I have a data frame which is conditionally broken up into two separate dataframes as follows:
df = pd.read_csv(file, names)
df = df.loc[df['name1'] == common_val]
df1 = df.loc[df['name2'] == target1]
df2 = df.loc[df['name2'] == target2]
# each df has a 'name3' I want to perform a division on after this filtering
The original df is filtered by a value shared by the two dataframes, and then each of the two new dataframes are further filtered by another shared column.
What I want to work:
df1['name3'] = df1['name3']/df2['name3']
However, as many questions have pointed out, this causes a setting with copy warning:
A value is trying to be set on a copy of a slice from a DataFrame.
Try using .loc[row_indexer,col_indexer] = value instead
I tried what was recommended in this question:
df1.loc[:,'name3'] = df1.loc[:,'name3'] / df2.loc[:,'name3']
# also tried:
df1.loc[:,'name3'] = df1.loc[:,'name3'] / df2['name3']
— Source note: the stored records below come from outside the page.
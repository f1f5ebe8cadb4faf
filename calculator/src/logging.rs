//! Diagnostic tracing for the calculator.
//!
//! Output goes to stderr only: stdout carries JSON answers and the worker
//! protocol.

use tracing_subscriber::{EnvFilter, fmt, layer::SubscriberExt, util::SubscriberInitExt};

/// Initialize tracing subscriber for diagnostics.
///
/// Reads `RUST_LOG` env var. Defaults to `warn` if unset.
/// Output: stderr, compact format.
///
/// # Example
/// ```bash
/// RUST_LOG=calculator=debug calculator check
/// ```
pub fn init() {
    let filter = EnvFilter::try_from_default_env().unwrap_or_else(|_| EnvFilter::new("warn"));

    tracing_subscriber::registry()
        .with(filter)
        .with(fmt::layer().with_writer(std::io::stderr).compact())
        .init();
}
//! Deterministic, pure logic shared by the calculator core.
//!
//! Core modules must be free of I/O side effects. They operate on in-memory
//! values and return deterministic outputs suitable for tests.

pub mod answer;
pub mod binding;
pub mod definition;
pub mod fixture;
pub mod value;
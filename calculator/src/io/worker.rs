//! Isolated execution of entry points in a child process.
//!
//! The calculator binary doubles as its own worker: [`ProcessWorker`] spawns it
//! with the hidden [`WORKER_SUBCOMMAND`], writes one [`Job`] as JSON to its
//! stdin and reads one [`Reply`] from its stdout. The child is killed and
//! reaped when the deadline passes.

use std::io::{Read, Write};
use std::path::PathBuf;
use std::process::Command;
use std::time::Duration;

use anyhow::{Context, Result};
use serde::{Deserialize, Serialize};
use thiserror::Error;
use tracing::{debug, instrument, warn};

use crate::algorithms::{EntryTable, FunctionError};
use crate::core::binding::{Arguments, Values};
use crate::io::config::CalculatorConfig;
use crate::io::function_loader::BoundFunction;
use crate::io::process::run_command_with_timeout;

pub const WORKER_SUBCOMMAND: &str = "worker";

/// One call sent to a worker.
#[derive(Debug, Clone, PartialEq, Serialize, Deserialize)]
pub struct Job {
    pub entry: String,
    pub arguments: Arguments,
}

/// A worker's answer to one [`Job`].
#[derive(Debug, Clone, PartialEq, Serialize, Deserialize)]
#[serde(tag = "status", rename_all = "snake_case")]
pub enum Reply {
    Ok { outputs: Values },
    Rejected { message: String },
    Failed { message: String },
}

impl From<Result<Values, FunctionError>> for Reply {
    fn from(result: Result<Values, FunctionError>) -> Self {
        match result {
            Ok(outputs) => Reply::Ok { outputs },
            Err(FunctionError::Invalid(message)) => Reply::Rejected { message },
            Err(FunctionError::Failed(message)) => Reply::Failed { message },
        }
    }
}

impl Reply {
    pub fn into_result(self) -> Result<Values, WorkerError> {
        match self {
            Reply::Ok { outputs } => Ok(outputs),
            Reply::Rejected { message } => Err(WorkerError::Rejected(message)),
            Reply::Failed { message } => Err(WorkerError::Failed(message)),
        }
    }
}

#[derive(Debug, Clone, PartialEq, Eq, Error)]
pub enum WorkerError {
    #[error("timed out after {0:?}")]
    TimedOut(Duration),
    #[error("{0}")]
    Rejected(String),
    #[error("{0}")]
    Failed(String),
    #[error("worker crashed: {0}")]
    Crashed(String),
    #[error("worker unavailable: {0}")]
    Unavailable(String),
}

/// Runs a bound function under a deadline.
pub trait Worker: Send + Sync {
    fn run(
        &self,
        function: &BoundFunction,
        args: &Arguments,
        timeout: Duration,
    ) -> Result<Values, WorkerError>;
}

/// Worker that runs each job in a fresh child process.
#[derive(Debug, Clone)]
pub struct ProcessWorker {
    program: PathBuf,
    output_limit_bytes: usize,
}

impl ProcessWorker {
    pub fn new(program: impl Into<PathBuf>, output_limit_bytes: usize) -> Self {
        Self {
            program: program.into(),
            output_limit_bytes,
        }
    }

    /// Use `worker_program` from config, falling back to the running executable.
    pub fn from_config(config: &CalculatorConfig) -> Result<Self> {
        let program = match &config.worker_program {
            Some(program) => program.clone(),
            None => std::env::current_exe().context("locate calculator executable")?,
        };
        Ok(Self::new(program, config.worker_output_limit_bytes))
    }
}

impl Worker for ProcessWorker {
    #[instrument(skip_all, fields(entry = function.entry(), timeout_ms = timeout.as_millis()))]
    fn run(
        &self,
        function: &BoundFunction,
        args: &Arguments,
        timeout: Duration,
    ) -> Result<Values, WorkerError> {
        let job = Job {
            entry: function.entry().to_string(),
            arguments: args.clone(),
        };
        let input = serde_json::to_vec(&job)
            .map_err(|err| WorkerError::Unavailable(format!("encode job: {err}")))?;

        let mut cmd = Command::new(&self.program);
        cmd.arg(WORKER_SUBCOMMAND);
        let output = run_command_with_timeout(
            cmd,
            Some(input.as_slice()),
            timeout,
            self.output_limit_bytes,
        )
        .map_err(|err| WorkerError::Unavailable(format!("{err:#}")))?;

        if output.timed_out {
            warn!("worker killed after deadline");
            return Err(WorkerError::TimedOut(timeout));
        }
        if !output.status.success() {
            return Err(WorkerError::Crashed(format!(
                "exited with {}: {}",
                output.status,
                output.stderr_text()
            )));
        }
        if output.stdout_truncated > 0 {
            return Err(WorkerError::Crashed(format!(
                "reply exceeded {} bytes",
                self.output_limit_bytes
            )));
        }

        let reply: Reply = serde_json::from_slice(&output.stdout)
            .map_err(|err| WorkerError::Crashed(format!("malformed reply: {err}")))?;
        debug!(?reply, "worker replied");
        reply.into_result()
    }
}

/// Serve exactly one job: read it from `input`, write the reply to `output`.
pub fn serve<R: Read, W: Write>(table: &EntryTable, mut input: R, mut output: W) -> Result<()> {
    let mut raw = String::new();
    input.read_to_string(&mut raw).context("read job")?;
    let job: Job = serde_json::from_str(&raw).context("parse job")?;
    debug!(entry = %job.entry, arguments = job.arguments.len(), "serving job");

    let reply = match table.get(&job.entry) {
        Some(function) => encodable(Reply::from(function.call(&job.arguments))),
        None => Reply::Failed {
            message: format!("no entry point '{}' is registered", job.entry),
        },
    };
    serde_json::to_writer(&mut output, &reply).context("write reply")?;
    output.flush().context("flush reply")?;
    Ok(())
}

/// JSON writes non-finite numbers as `null`, which would read back as a
/// missing cell. Such outputs fail instead.
fn encodable(reply: Reply) -> Reply {
    if let Reply::Ok { outputs } = &reply {
        for (name, value) in outputs {
            if let Err(reason) = value.check_finite() {
                return Reply::Failed {
                    message: format!("output '{name}': {reason}"),
                };
            }
        }
    }
    reply
}
//! Declared algorithm contract and its semantic invariants.

use std::collections::HashSet;

use serde::{Deserialize, Serialize};

use crate::core::value::{DataShape, DataType};

/// One declared input or output.
#[derive(Debug, Clone, PartialEq, Eq, Serialize, Deserialize)]
pub struct DataSpec {
    pub name: String,
    #[serde(rename = "type")]
    pub data_type: DataType,
    #[serde(default)]
    pub shape: DataShape,
    #[serde(default, skip_serializing_if = "Option::is_none")]
    pub description: Option<String>,
}

impl DataSpec {
    pub fn new(name: impl Into<String>, data_type: DataType, shape: DataShape) -> Self {
        Self {
            name: name.into(),
            data_type,
            shape,
            description: None,
        }
    }
}

/// Name, description and ordered input/output contract of one algorithm.
#[derive(Debug, Clone, PartialEq, Eq, Serialize, Deserialize)]
pub struct Definition {
    pub name: String,
    pub description: String,
    pub inputs: Vec<DataSpec>,
    pub outputs: Vec<DataSpec>,
}

impl Definition {
    pub fn input(&self, name: &str) -> Option<&DataSpec> {
        self.inputs.iter().find(|spec| spec.name == name)
    }

    pub fn input_names(&self) -> impl Iterator<Item = &str> {
        self.inputs.iter().map(|spec| spec.name.as_str())
    }

    pub fn output_names(&self) -> impl Iterator<Item = &str> {
        self.outputs.iter().map(|spec| spec.name.as_str())
    }
}

/// Check invariants the definition schema cannot express:
/// - Non-blank algorithm name
/// - Non-blank, unique input names
/// - Non-blank, unique output names
pub fn validate_definition(definition: &Definition) -> Vec<String> {
    let mut errors = Vec::new();
    if definition.name.trim().is_empty() {
        errors.push("name must not be blank".to_string());
    }
    check_specs("inputs", &definition.inputs, &mut errors);
    check_specs("outputs", &definition.outputs, &mut errors);
    errors
}

fn check_specs(field: &str, specs: &[DataSpec], errors: &mut Vec<String>) {
    let mut seen = HashSet::new();
    for (index, spec) in specs.iter().enumerate() {
        if spec.name.trim().is_empty() {
            errors.push(format!("{field}[{index}]: name must not be blank"));
            continue;
        }
        if !seen.insert(spec.name.as_str()) {
            errors.push(format!("{field}[{index}]: duplicate name '{}'", spec.name));
        }
    }
}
But in both cases I still get weird behavior and the set by copy warning.
I then tried what was recommended in this answer:
df.loc[df['name2']==target1, 'name3'] = df.loc[df['name2']==target1, 'name3']/df.loc[df['name2'] == target2, 'name3']
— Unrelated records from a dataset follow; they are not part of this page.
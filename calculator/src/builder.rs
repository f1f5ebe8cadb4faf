//! Turning one plugin directory into an admitted [`AlgorithmExecutor`].

use std::path::Path;
use std::sync::Arc;

use tracing::{info, instrument};

use crate::algorithms::EntryTable;
use crate::error::BuildError;
use crate::executor::AlgorithmExecutor;
use crate::io::config::CalculatorConfig;
use crate::io::definition_loader::load_definition;
use crate::io::fixtures::load_fixtures;
use crate::io::function_loader::load_function;
use crate::io::worker::Worker;
use crate::self_test::run_self_tests;

/// Loads, binds and self-tests plugin directories.
#[derive(Clone)]
pub struct AlgorithmBuilder {
    config: CalculatorConfig,
    table: EntryTable,
    worker: Arc<dyn Worker>,
}

impl AlgorithmBuilder {
    pub fn new(config: CalculatorConfig, table: EntryTable, worker: Arc<dyn Worker>) -> Self {
        Self {
            config,
            table,
            worker,
        }
    }

    /// Definition, then entry point, then fixtures. The first failure wins and
    /// nothing partially built escapes.
    #[instrument(skip_all, fields(dir = %dir.display()))]
    pub fn build_algorithm(&self, dir: &Path) -> Result<AlgorithmExecutor, BuildError> {
        let definition = load_definition(&dir.join(&self.config.definition_file)).map_err(
            |source| BuildError::Definition {
                dir: dir.to_path_buf(),
                source,
            },
        )?;
        let function = load_function(
            &dir.join(&self.config.function_file),
            &definition,
            &self.table,
        )
        .map_err(|source| BuildError::Load {
            dir: dir.to_path_buf(),
            source,
        })?;

        let timeout = self.config.timeout_for(&definition.name);
        let executor =
            AlgorithmExecutor::new(definition, function, timeout, Arc::clone(&self.worker));

        let self_test = |source| BuildError::SelfTest {
            dir: dir.to_path_buf(),
            source,
        };
        let fixtures = load_fixtures(&dir.join(&self.config.test_file)).map_err(self_test)?;
        run_self_tests(&executor, &fixtures).map_err(self_test)?;

        info!(
            algorithm = executor.name(),
            fixtures = fixtures.len(),
            timeout_ms = timeout.as_millis(),
            "algorithm admitted"
        );
        Ok(executor)
    }
}
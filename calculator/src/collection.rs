//! The name-keyed registry of admitted algorithms.
//!
//! Built once at startup and immutable afterwards, so it can be shared across
//! request threads without locking.

use std::collections::HashMap;
use std::path::{Path, PathBuf};
use std::sync::Arc;

use anyhow::Result;
use indexmap::IndexMap;
use tracing::{info, instrument};

use crate::algorithms::EntryTable;
use crate::builder::AlgorithmBuilder;
use crate::core::answer::{Answer, Outputs, Parameters};
use crate::core::definition::Definition;
use crate::core::value::DataElement;
use crate::error::{CatalogError, ExecuteError};
use crate::executor::AlgorithmExecutor;
use crate::io::catalog::plugin_dirs;
use crate::io::config::CalculatorConfig;
use crate::io::worker::ProcessWorker;

/// Every admitted algorithm, in catalog order.
#[derive(Debug, Clone)]
pub struct AlgorithmCollection {
    algorithms: IndexMap<String, AlgorithmExecutor>,
}

impl AlgorithmCollection {
    /// Build every plugin directory under `root`.
    ///
    /// All-or-nothing: the first failing plugin, a duplicate name or an empty
    /// catalog aborts the build.
    #[instrument(skip_all, fields(root = %root.display()))]
    pub fn build(root: &Path, builder: &AlgorithmBuilder) -> Result<Self, CatalogError> {
        let mut algorithms = IndexMap::new();
        let mut origins: HashMap<String, PathBuf> = HashMap::new();

        for dir in plugin_dirs(root)? {
            let executor = builder.build_algorithm(&dir)?;
            let name = executor.name().to_string();
            if let Some(first) = origins.get(&name) {
                return Err(CatalogError::DuplicateName {
                    name,
                    first: first.clone(),
                    second: dir,
                });
            }
            origins.insert(name.clone(), dir);
            algorithms.insert(name, executor);
        }

        if algorithms.is_empty() {
            return Err(CatalogError::Empty {
                root: root.to_path_buf(),
            });
        }
        info!(algorithms = algorithms.len(), "catalog built");
        Ok(Self { algorithms })
    }

    /// Build the catalog named by `config` with the builtin entry points and
    /// process workers.
    pub fn from_config(config: &CalculatorConfig) -> Result<Self> {
        let worker = ProcessWorker::from_config(config)?;
        let builder =
            AlgorithmBuilder::new(config.clone(), EntryTable::builtin(), Arc::new(worker));
        Ok(Self::build(&config.catalog_root, &builder)?)
    }

    pub fn has(&self, name: &str) -> bool {
        self.algorithms.contains_key(name)
    }

    pub fn len(&self) -> usize {
        self.algorithms.len()
    }

    pub fn is_empty(&self) -> bool {
        self.algorithms.is_empty()
    }

    /// Definitions of every admitted algorithm.
    pub fn list(&self) -> Vec<&Definition> {
        self.algorithms
            .values()
            .map(AlgorithmExecutor::definition)
            .collect()
    }

    pub fn get_definition(&self, name: &str) -> Result<&Definition, ExecuteError> {
        self.get(name).map(AlgorithmExecutor::definition)
    }

    pub fn execute(
        &self,
        name: &str,
        params: Vec<DataElement>,
    ) -> Result<Vec<DataElement>, ExecuteError> {
        self.get(name)?.execute(params)
    }

    pub fn answer_definition(&self, name: &str) -> Answer<Definition> {
        self.get_definition(name).cloned().into()
    }

    pub fn answer_execute(&self, name: &str, params: Parameters) -> Answer<Outputs> {
        self.execute(name, params.parameters)
            .map(|outputs| Outputs { outputs })
            .into()
    }

    fn get(&self, name: &str) -> Result<&AlgorithmExecutor, ExecuteError> {
        self.algorithms
            .get(name)
            .ok_or_else(|| ExecuteError::not_found(name))
    }
}
//! Plugin directory enumeration under a catalog root.

use std::fs;
use std::path::{Path, PathBuf};

use tracing::debug;

use crate::error::CatalogError;

/// List plugin directories under `root`, sorted by directory name.
///
/// Plain files and directories whose name starts with `.` or `_` (caches,
/// scratch space) are skipped.
pub fn plugin_dirs(root: &Path) -> Result<Vec<PathBuf>, CatalogError> {
    let unreadable = |source| CatalogError::Unreadable {
        root: root.to_path_buf(),
        source,
    };
    let mut dirs = Vec::new();
    for entry in fs::read_dir(root).map_err(unreadable)? {
        let entry = entry.map_err(unreadable)?;
        let path = entry.path();
        if !path.is_dir() {
            continue;
        }
        let name = entry.file_name();
        if name.to_string_lossy().starts_with(['.', '_']) {
            debug!(dir = %path.display(), "skipping non-plugin directory");
            continue;
        }
        dirs.push(path);
    }
    dirs.sort();
    Ok(dirs)
}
which still results in the same copy warning.
If possible I would like to avoid copying the data frame to get around this because of the size of these dataframes (and I'm already somewhat wastefully making two almost identical dfs from the original).
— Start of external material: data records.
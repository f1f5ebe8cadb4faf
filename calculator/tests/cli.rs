//! CLI tests for the `calculator` binary.
//!
//! Spawns the binary against the bundled catalog and verifies JSON output
//! and exit codes.

use std::fs;
use std::io::Write;
use std::path::PathBuf;
use std::process::{Command, Output, Stdio};

use calculator::exit_codes;
use calculator::test_support::TestCatalog;
use serde_json::{Value, json};

fn demo_catalog() -> PathBuf {
    PathBuf::from(env!("CARGO_MANIFEST_DIR")).join("catalog")
}

fn calculator(args: &[&str]) -> Command {
    let missing_config = PathBuf::from(env!("CARGO_MANIFEST_DIR")).join("no-such-config.toml");
    let mut cmd = Command::new(env!("CARGO_BIN_EXE_calculator"));
    cmd.arg("--config")
        .arg(missing_config)
        .arg("--catalog")
        .arg(demo_catalog())
        .args(args);
    cmd
}

fn run_with_stdin(mut cmd: Command, stdin: &str) -> Output {
    let mut child = cmd
        .stdin(Stdio::piped())
        .stdout(Stdio::piped())
        .stderr(Stdio::piped())
        .spawn()
        .expect("spawn calculator");
    child
        .stdin
        .take()
        .expect("stdin")
        .write_all(stdin.as_bytes())
        .expect("write stdin");
    child.wait_with_output().expect("wait calculator")
}

fn stdout_json(output: &Output) -> Value {
    serde_json::from_slice(&output.stdout).expect("stdout json")
}

#[test]
fn list_prints_every_definition() {
    let output = calculator(&["list"]).output().expect("calculator list");
    assert_eq!(output.status.code(), Some(exit_codes::OK));
    let listed = stdout_json(&output);
    let names: Vec<&str> = listed
        .as_array()
        .expect("array")
        .iter()
        .map(|definition| definition["name"].as_str().expect("name"))
        .collect();
    assert_eq!(names, vec!["matrix_add", "matrix_sub", "prime_count"]);
}

#[test]
fn check_reports_admitted_count() {
    let output = calculator(&["check"]).output().expect("calculator check");
    assert_eq!(output.status.code(), Some(exit_codes::OK));
    assert_eq!(
        String::from_utf8_lossy(&output.stdout).trim(),
        "3 algorithms admitted"
    );
}

#[test]
fn describe_unknown_algorithm_answers_with_errors() {
    let output = calculator(&["describe", "nonexistent"])
        .output()
        .expect("calculator describe");
    assert_eq!(output.status.code(), Some(exit_codes::ANSWERED_WITH_ERRORS));
    assert_eq!(
        stdout_json(&output),
        json!({"result": null, "errors": "algorithm 'nonexistent' not found"})
    );
}

#[test]
fn execute_reads_parameters_from_stdin() {
    let output = run_with_stdin(
        calculator(&["execute", "matrix_sub"]),
        r#"{"parameters": [
            {"name": "n", "value": [[1, 2, 3], [2, 3, 4]]},
            {"name": "m", "value": [[0, 2, 2], [2, 1, 4]]}
        ]}"#,
    );
    assert_eq!(output.status.code(), Some(exit_codes::OK));
    assert_eq!(
        stdout_json(&output),
        json!({
            "result": {"outputs": [
                {"name": "result", "value": [[1.0, 0.0, 1.0], [0.0, 2.0, 0.0]]}
            ]},
            "errors": null
        })
    );
}

#[test]
fn execute_reads_parameters_from_file() {
    let temp = tempfile::tempdir().expect("tempdir");
    let params = temp.path().join("params.json");
    fs::write(&params, r#"{"parameters": [{"name": "n", "value": 100}]}"#)
        .expect("write params");
    let output = calculator(&["execute", "prime_count", "--params"])
        .arg(&params)
        .output()
        .expect("calculator execute");
    assert_eq!(output.status.code(), Some(exit_codes::OK));
    assert_eq!(stdout_json(&output)["result"]["outputs"][0]["value"], json!(25.0));
}

#[test]
fn invalid_parameters_answer_with_errors() {
    let output = run_with_stdin(
        calculator(&["execute", "matrix_sub"]),
        r#"{"parameters": [{"name": "n", "value": [[1]]}, {"name": "m", "value": [[1], [2]]}]}"#,
    );
    assert_eq!(output.status.code(), Some(exit_codes::ANSWERED_WITH_ERRORS));
    let answer = stdout_json(&output);
    assert!(answer["result"].is_null());
    assert!(
        answer["errors"]
            .as_str()
            .expect("errors")
            .contains("length mismatch")
    );
}

#[test]
fn malformed_parameters_are_invalid() {
    let output = run_with_stdin(calculator(&["execute", "matrix_sub"]), "not json");
    assert_eq!(output.status.code(), Some(exit_codes::INVALID));
    assert!(String::from_utf8_lossy(&output.stderr).contains("parse parameters"));
}

#[test]
fn empty_catalog_is_invalid() {
    let catalog = TestCatalog::new();
    let output = Command::new(env!("CARGO_BIN_EXE_calculator"))
        .arg("--catalog")
        .arg(catalog.root())
        .arg("--config")
        .arg(catalog.root().join("calculator.toml"))
        .arg("check")
        .output()
        .expect("calculator check");
    assert_eq!(output.status.code(), Some(exit_codes::INVALID));
    assert!(String::from_utf8_lossy(&output.stderr).contains("contains no algorithms"));
}

#[test]
fn worker_serves_one_job() {
    let output = run_with_stdin(
        {
            let mut cmd = Command::new(env!("CARGO_BIN_EXE_calculator"));
            cmd.arg("worker");
            cmd
        },
        r#"{"entry": "matrix_add", "arguments": {"n": [[1]], "m": [[2]]}}"#,
    );
    assert_eq!(output.status.code(), Some(exit_codes::OK));
    assert_eq!(
        stdout_json(&output),
        json!({"status": "ok", "outputs": {"result": [[3.0]]}})
    );
}

#[test]
fn worker_does_not_build_the_catalog() {
    let catalog = TestCatalog::new();
    let output = run_with_stdin(
        {
            let mut cmd = Command::new(env!("CARGO_BIN_EXE_calculator"));
            cmd.arg("--catalog").arg(catalog.root()).arg("worker");
            cmd
        },
        r#"{"entry": "prime_count", "arguments": {"n": 10}}"#,
    );
    assert_eq!(output.status.code(), Some(exit_codes::OK));
    assert_eq!(
        stdout_json(&output),
        json!({"status": "ok", "outputs": {"count": 4.0}})
    );
}

#[test]
fn overflowing_execution_answers_with_errors() {
    let output = run_with_stdin(
        calculator(&["execute", "matrix_add"]),
        r#"{"parameters": [
            {"name": "n", "value": [[1e308, 1]]},
            {"name": "m", "value": [[1e308, 1]]}
        ]}"#,
    );
    assert_eq!(output.status.code(), Some(exit_codes::ANSWERED_WITH_ERRORS));
    let answer = stdout_json(&output);
    assert!(answer.to_string().contains("not finite"), "{answer}");
}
If copying is the best way to go with this problem I'm interested to hear why that works over all the options I explored above.
Edit: here is a simple data frame along the lines of what df would look like after the line df.loc[df['name1'] == common_val]
name1 other1 other2 name2 name3
a x y 1 2
a x y 1 4
a x y 2 5
a x y 2 3
So if target1=1
and target2=2
,
I would like df1 to contain only rows where name1=1 and df2 to contain only rows where name2=2, then divide the resulting df1['name3'] by the resulting df2['name3'].
If there is a less convoluted way to do this (without splitting the original df) I'm open to that as well!